Share your dilemmas and get honest opinions from other Mumsnetters.

If you were living your life again, what would you have done differently?

50 replies

CCCS280 · 23/01/2025 14:58

I don’t want this post to seem morbid, but rather hopeful and positive. I am in search of some wisdom at a time of grief having just lost my father. I have some regrets about how our relationship was over the last few years. There are some things that I wish had happened differently. I understand there’s no going back, but it’s giving me pause for thought about what warning/advice that I should have heeded more throughout my life, with many things.

For context, I am mid thirties, fairly happily married with young children under the age of four. We both work, are in decent health and I have an amazing friendship group around me.
I am often told that I am in a golden time in my life with young children, and I find that framing my current life in that way has really helped in the more gruelling times of parenthood.

Some things that I’ve thought about over the years:

  • after university wondering if I should have done less drinking and partying, and more time developing a new skill/travelling the world. Now that time to myself is so very little, I realise what a blessing all of that freedom was
  • What a waste of time it was having low body confidence when young. I understand now what a miracle a healthy body is, any shape or size.
  • I feel like I should have enjoyed my relationship more when it was just us two

‘If I knew then what I know now’ is sort of the sentiment that I’m drowning in a little at the moment.
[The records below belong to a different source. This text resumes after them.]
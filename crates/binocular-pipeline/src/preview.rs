use binocular_image::Image;

use crate::observation::Camera;

/// What the run does after a preview callback.
#[derive(Clone, Copy, Debug, Default, PartialEq, Eq)]
pub enum PreviewControl {
    /// Keep processing frames.
    #[default]
    Continue,
    /// Stop the whole run after the current frame.
    Abort,
}

/// Receives intermediate results for display.
///
/// Every method defaults to doing nothing. Returning [`PreviewControl::Abort`] ends
/// the scan or the video run early; a calibration solve in flight is never interrupted.
pub trait PreviewSink {
    /// Corners detected by one camera in a frame.
    fn corners(
        &mut self,
        _frame_index: usize,
        _camera: Camera,
        _image: &Image<u8, 3>,
        _corners: &[[f64; 2]],
    ) -> PreviewControl {
        PreviewControl::Continue
    }

    /// A rectified pair.
    fn rectified(
        &mut self,
        _frame_index: usize,
        _left: &Image<u8, 3>,
        _right: &Image<u8, 3>,
    ) -> PreviewControl {
        PreviewControl::Continue
    }

    /// A disparity map scaled to `u8` for display.
    fn disparity(&mut self, _frame_index: usize, _disparity: &Image<u8, 1>) -> PreviewControl {
        PreviewControl::Continue
    }
}

/// The sink that ignores everything.
#[derive(Clone, Copy, Debug, Default)]
pub struct NoPreview;

impl PreviewSink for NoPreview {}

impl<S: PreviewSink + ?Sized> PreviewSink for &mut S {
    fn corners(
        &mut self,
        frame_index: usize,
        camera: Camera,
        image: &Image<u8, 3>,
        corners: &[[f64; 2]],
    ) -> PreviewControl {
        (**self).corners(frame_index, camera, image, corners)
    }

    fn rectified(
        &mut self,
        frame_index: usize,
        left: &Image<u8, 3>,
        right: &Image<u8, 3>,
    ) -> PreviewControl {
        (**self).rectified(frame_index, left, right)
    }

    fn disparity(&mut self, frame_index: usize, disparity: &Image<u8, 1>) -> PreviewControl {
        (**self).disparity(frame_index, disparity)
    }
}
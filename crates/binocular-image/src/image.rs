use crate::error::ImageError;

/// Image size in pixels
///
/// A struct to represent the size of an image in pixels.
///
/// # Examples
///
/// ```
/// use binocular_image::ImageSize;
///
/// let image_size = ImageSize {
///   width: 10,
///   height: 20,
/// };
///
/// assert_eq!(image_size.width, 10);
/// assert_eq!(image_size.height, 20);
/// ```
#[derive(Clone, Copy, Debug, PartialEq, Eq, Hash)]
pub struct ImageSize {
    /// Width of the image in pixels
    pub width: usize,
    /// Height of the image in pixels
    pub height: usize,
}

impl std::fmt::Display for ImageSize {
    fn fmt(&self, f: &mut std::fmt::Formatter) -> std::fmt::Result {
        write!(
            f,
            "ImageSize {{ width: {}, height: {} }}",
            self.width, self.height
        )
    }
}

impl From<[usize; 2]> for ImageSize {
    fn from(size: [usize; 2]) -> Self {
        ImageSize {
            width: size[0],
            height: size[1],
        }
    }
}

impl ImageSize {
    /// Number of pixels covered by the size.
    pub fn area(&self) -> usize {
        self.width * self.height
    }
}

/// Trait for image data types.
///
/// Send and Sync is required for row-parallel iteration.
pub trait ImageDtype: Copy + Default + Into<f32> + Send + Sync {
    /// Convert a f32 value to the image data type.
    fn from_f32(x: f32) -> Self;
}

impl ImageDtype for f32 {
    fn from_f32(x: f32) -> Self {
        x
    }
}

impl ImageDtype for u8 {
    fn from_f32(x: f32) -> Self {
        x.round().clamp(0.0, 255.0) as u8
    }
}

impl ImageDtype for i16 {
    fn from_f32(x: f32) -> Self {
        x.round().clamp(i16::MIN as f32, i16::MAX as f32) as i16
    }
}

/// Represents an image with pixel data.
///
/// The pixels are stored row-major and interleaved, i.e. with shape (H, W, C).
#[derive(Clone, Debug, PartialEq)]
pub struct Image<T, const CHANNELS: usize> {
    size: ImageSize,
    data: Vec<T>,
}

impl<T, const CHANNELS: usize> Image<T, CHANNELS> {
    /// Create a new image from pixel data.
    ///
    /// # Arguments
    ///
    /// * `size` - The size of the image in pixels.
    /// * `data` - The pixel data of the image.
    ///
    /// # Errors
    ///
    /// If the length of the pixel data does not match the image size, an error is returned.
    ///
    /// # Examples
    ///
    /// ```
    /// use binocular_image::{Image, ImageSize};
    ///
    /// let image = Image::<u8, 3>::new(
    ///     ImageSize {
    ///         width: 10,
    ///         height: 20,
    ///     },
    ///     vec![0u8; 10 * 20 * 3],
    /// ).unwrap();
    ///
    /// assert_eq!(image.size().width, 10);
    /// assert_eq!(image.size().height, 20);
    /// assert_eq!(image.num_channels(), 3);
    /// ```
    pub fn new(size: ImageSize, data: Vec<T>) -> Result<Self, ImageError> {
        if data.len() != size.width * size.height * CHANNELS {
            return Err(ImageError::InvalidChannelShape(
                data.len(),
                size.width * size.height * CHANNELS,
            ));
        }
        Ok(Self { size, data })
    }

    /// Create a new image with the given size, filled with `val`.
    pub fn from_size_val(size: ImageSize, val: T) -> Result<Self, ImageError>
    where
        T: Clone,
    {
        let data = vec![val; size.width * size.height * CHANNELS];
        Image::new(size, data)
    }

    /// Create a new image by copying pixel data from a slice.
    pub fn from_size_slice(size: ImageSize, data: &[T]) -> Result<Self, ImageError>
    where
        T: Clone,
    {
        Image::new(size, data.to_vec())
    }

    /// Get the size of the image in pixels.
    pub fn size(&self) -> ImageSize {
        self.size
    }

    /// Get the number of columns of the image.
    pub fn cols(&self) -> usize {
        self.size.width
    }

    /// Get the number of rows of the image.
    pub fn rows(&self) -> usize {
        self.size.height
    }

    /// Get the width of the image in pixels.
    pub fn width(&self) -> usize {
        self.size.width
    }

    /// Get the height of the image in pixels.
    pub fn height(&self) -> usize {
        self.size.height
    }

    /// Get the number of channels in the image.
    pub fn num_channels(&self) -> usize {
        CHANNELS
    }

    /// Raw interleaved pixel data.
    pub fn as_slice(&self) -> &[T] {
        &self.data
    }

    /// Mutable raw interleaved pixel data.
    pub fn as_slice_mut(&mut self) -> &mut [T] {
        &mut self.data
    }

    /// Consume the image and return its pixel buffer.
    pub fn into_vec(self) -> Vec<T> {
        self.data
    }

    /// The channel values of the pixel at column `x` and row `y`.
    ///
    /// # Errors
    ///
    /// Returns an error if the coordinate is outside the image.
    pub fn pixel(&self, x: usize, y: usize) -> Result<&[T], ImageError> {
        if x >= self.size.width || y >= self.size.height {
            return Err(ImageError::PixelIndexOutOfBounds(
                x,
                y,
                self.size.width,
                self.size.height,
            ));
        }
        let offset = (y * self.size.width + x) * CHANNELS;
        Ok(&self.data[offset..offset + CHANNELS])
    }

    /// Get a single channel value of a pixel.
    pub fn get_pixel(&self, x: usize, y: usize, ch: usize) -> Result<&T, ImageError> {
        if ch >= CHANNELS {
            return Err(ImageError::ChannelIndexOutOfBounds(ch, CHANNELS));
        }
        Ok(&self.pixel(x, y)?[ch])
    }

    /// Set a single channel value of a pixel.
    pub fn set_pixel(&mut self, x: usize, y: usize, ch: usize, val: T) -> Result<(), ImageError> {
        if ch >= CHANNELS {
            return Err(ImageError::ChannelIndexOutOfBounds(ch, CHANNELS));
        }
        if x >= self.size.width || y >= self.size.height {
            return Err(ImageError::PixelIndexOutOfBounds(
                x,
                y,
                self.size.width,
                self.size.height,
            ));
        }
        self.data[(y * self.size.width + x) * CHANNELS + ch] = val;
        Ok(())
    }

    /// Cast the pixel data of the image to a different type.
    ///
    /// # Errors
    ///
    /// Returns [`ImageError::CastError`] when a value does not fit the target type.
    pub fn cast<U>(&self) -> Result<Image<U, CHANNELS>, ImageError>
    where
        T: Copy + num_traits::NumCast,
        U: num_traits::NumCast,
    {
        let data = self
            .data
            .iter()
            .map(|&x| U::from(x).ok_or(ImageError::CastError))
            .collect::<Result<Vec<U>, _>>()?;
        Image::new(self.size, data)
    }

    /// Get a channel of the image.
    ///
    /// # Errors
    ///
    /// If the channel index is out of bounds, an error is returned.
    pub fn channel(&self, channel: usize) -> Result<Image<T, 1>, ImageError>
    where
        T: Copy,
    {
        if channel >= CHANNELS {
            return Err(ImageError::ChannelIndexOutOfBounds(channel, CHANNELS));
        }
        let data = self
            .data
            .iter()
            .skip(channel)
            .step_by(CHANNELS)
            .copied()
            .collect();
        Image::new(self.size, data)
    }
}

#[cfg(test)]
mod tests {
    use super::{Image, ImageSize};
    use crate::ImageError;

    #[test]
    fn image_size() {
        let image_size = ImageSize {
            width: 10,
            height: 20,
        };
        assert_eq!(image_size.width, 10);
        assert_eq!(image_size.height, 20);
        assert_eq!(image_size.area(), 200);
    }

    #[test]
    fn image_smoke() -> Result<(), ImageError> {
        let image = Image::<u8, 3>::new(
            ImageSize {
                width: 10,
                height: 20,
            },
            vec![0u8; 10 * 20 * 3],
        )?;
        assert_eq!(image.size().width, 10);
        assert_eq!(image.size().height, 20);
        assert_eq!(image.num_channels(), 3);
        Ok(())
    }

    #[test]
    fn image_wrong_length() {
        let res = Image::<u8, 3>::new(
            ImageSize {
                width: 2,
                height: 2,
            },
            vec![0u8; 11],
        );
        assert_eq!(res, Err(ImageError::InvalidChannelShape(11, 12)));
    }

    #[test]
    fn image_pixel_access() -> Result<(), ImageError> {
        let mut image = Image::<u8, 2>::from_size_val([3, 2].into(), 0)?;
        image.set_pixel(2, 1, 1, 7)?;
        assert_eq!(image.pixel(2, 1)?, &[0, 7]);
        assert_eq!(*image.get_pixel(2, 1, 1)?, 7);
        assert!(image.pixel(3, 0).is_err());
        assert!(image.get_pixel(0, 0, 2).is_err());
        Ok(())
    }

    #[test]
    fn dtype_from_f32() {
        use super::ImageDtype;
        assert_eq!(u8::from_f32(254.6), 255);
        assert_eq!(u8::from_f32(-3.0), 0);
        assert_eq!(i16::from_f32(-16.4), -16);
    }

    #[test]
    fn image_cast_and_channel() -> Result<(), ImageError> {
        let image = Image::<u8, 2>::new([2, 1].into(), vec![1, 2, 3, 4])?;
        let image_f32 = image.cast::<f32>()?;
        assert_eq!(image_f32.as_slice(), &[1.0, 2.0, 3.0, 4.0]);
        let ch1 = image.channel(1)?;
        assert_eq!(ch1.as_slice(), &[2, 4]);
        let bad = Image::<i16, 1>::new([1, 1].into(), vec![-1])?.cast::<u8>();
        assert_eq!(bad, Err(ImageError::CastError));
        Ok(())
    }
}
I’d love people to share the ‘things that you know now.’

OP posts:
toomuchfaff · 23/01/2025 15:09

I am so sorry for your loss. Heartbreaking.

I came here to say, no guilt. You cannot change the past, so lose the guilt. You can learn from your past, you can do thinks different, but you can't change the past, don't loom at your past with regret, you cannot change it so you can never fix it - if something can't be fixed then it's a complete negative and you will never heal.

I have learnt this - guilt serves you no purpose but to make you feel more pain.
I have learnt that living your life for others is pointless
Living for the gratification of others is pointless (seeking likes and approval)
Keep your business, and keep your nose out of what isn't your business.
Tell people your boundaries and stick to them
Listen to your gut
Don't accept peoples shit
You can't ensure everyone is happy - their happiness is not your responsibility, your happiness is your responsibility.

Good luck. Remember the love, the good, the smiles, the lessons, not the pain, hurt, negative and badness. You can't change the past.

FeedMeBrunch · 23/01/2025 15:15

Forget what looks good, sounds good, should be good and do what FEELS good

Apply the above rule to relationships, jobs, what you spend money on, where you go on holiday, what you do with your time etc etc

And above all - go with your gut!

Ella31 · 23/01/2025 15:21

Enjoyed my last pregnancy more. I lost my twin sons at birth last Christmas. One born sleeping and my other little man lived for 4 days. I spent so much time during the pregnancy worrying about the little stuff and I regret that. I did get time with my second little twin though and I'm grateful for that.
Currently pregnant again and I'm focusing on the positive as much as I can.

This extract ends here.